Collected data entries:
########
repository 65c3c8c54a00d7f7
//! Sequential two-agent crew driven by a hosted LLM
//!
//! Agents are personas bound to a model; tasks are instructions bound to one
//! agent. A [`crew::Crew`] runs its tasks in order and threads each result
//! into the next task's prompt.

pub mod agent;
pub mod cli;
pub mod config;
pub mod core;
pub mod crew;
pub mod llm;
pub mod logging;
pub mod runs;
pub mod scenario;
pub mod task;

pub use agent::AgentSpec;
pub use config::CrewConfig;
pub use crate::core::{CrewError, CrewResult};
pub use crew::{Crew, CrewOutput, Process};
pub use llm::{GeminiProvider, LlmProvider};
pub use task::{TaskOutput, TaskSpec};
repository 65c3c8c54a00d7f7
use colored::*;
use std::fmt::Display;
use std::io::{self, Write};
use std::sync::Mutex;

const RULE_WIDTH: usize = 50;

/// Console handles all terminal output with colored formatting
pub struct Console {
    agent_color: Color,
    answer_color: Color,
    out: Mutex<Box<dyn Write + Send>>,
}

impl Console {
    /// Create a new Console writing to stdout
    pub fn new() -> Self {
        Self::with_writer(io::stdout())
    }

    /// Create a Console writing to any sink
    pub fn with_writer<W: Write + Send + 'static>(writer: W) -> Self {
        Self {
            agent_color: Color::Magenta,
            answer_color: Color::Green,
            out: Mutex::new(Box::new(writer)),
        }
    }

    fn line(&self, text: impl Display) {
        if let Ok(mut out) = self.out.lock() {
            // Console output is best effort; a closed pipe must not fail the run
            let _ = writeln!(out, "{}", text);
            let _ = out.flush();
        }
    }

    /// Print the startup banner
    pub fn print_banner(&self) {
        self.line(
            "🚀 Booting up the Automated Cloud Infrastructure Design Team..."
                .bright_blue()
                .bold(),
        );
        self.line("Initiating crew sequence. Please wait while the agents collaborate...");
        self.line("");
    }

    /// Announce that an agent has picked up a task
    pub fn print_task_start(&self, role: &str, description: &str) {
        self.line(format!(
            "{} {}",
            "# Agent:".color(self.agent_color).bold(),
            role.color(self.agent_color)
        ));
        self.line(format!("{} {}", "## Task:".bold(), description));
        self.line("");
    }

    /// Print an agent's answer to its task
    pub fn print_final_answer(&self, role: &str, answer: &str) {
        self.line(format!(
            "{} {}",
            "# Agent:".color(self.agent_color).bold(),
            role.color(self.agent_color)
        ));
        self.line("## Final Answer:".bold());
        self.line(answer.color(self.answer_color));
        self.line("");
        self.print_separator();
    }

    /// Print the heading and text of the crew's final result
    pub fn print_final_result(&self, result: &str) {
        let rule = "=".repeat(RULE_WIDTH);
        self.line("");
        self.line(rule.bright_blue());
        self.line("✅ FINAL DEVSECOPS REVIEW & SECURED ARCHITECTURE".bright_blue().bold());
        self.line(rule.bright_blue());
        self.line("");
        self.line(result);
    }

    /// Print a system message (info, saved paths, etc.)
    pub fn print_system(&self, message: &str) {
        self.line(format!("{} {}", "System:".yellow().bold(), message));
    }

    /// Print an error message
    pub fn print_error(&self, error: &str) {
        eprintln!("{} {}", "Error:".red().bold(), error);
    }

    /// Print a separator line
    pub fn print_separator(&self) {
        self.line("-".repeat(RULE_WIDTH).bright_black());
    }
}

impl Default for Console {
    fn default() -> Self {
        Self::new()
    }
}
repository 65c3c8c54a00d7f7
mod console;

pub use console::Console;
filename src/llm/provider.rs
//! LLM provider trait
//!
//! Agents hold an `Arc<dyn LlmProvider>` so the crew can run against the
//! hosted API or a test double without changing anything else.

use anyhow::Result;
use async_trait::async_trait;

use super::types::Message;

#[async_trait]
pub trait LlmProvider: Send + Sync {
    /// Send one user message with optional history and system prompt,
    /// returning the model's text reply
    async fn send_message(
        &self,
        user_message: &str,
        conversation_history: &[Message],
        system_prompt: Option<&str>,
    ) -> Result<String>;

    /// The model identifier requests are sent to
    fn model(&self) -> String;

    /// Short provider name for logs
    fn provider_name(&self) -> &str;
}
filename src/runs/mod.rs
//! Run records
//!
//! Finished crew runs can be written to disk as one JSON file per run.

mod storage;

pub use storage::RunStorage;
########
Whenever the string "hosted" shows up in a line of the entries, copy that line.

*Response area*:
//! Sequential two-agent crew driven by a hosted LLM
//! hosted API or a test double without changing anything else.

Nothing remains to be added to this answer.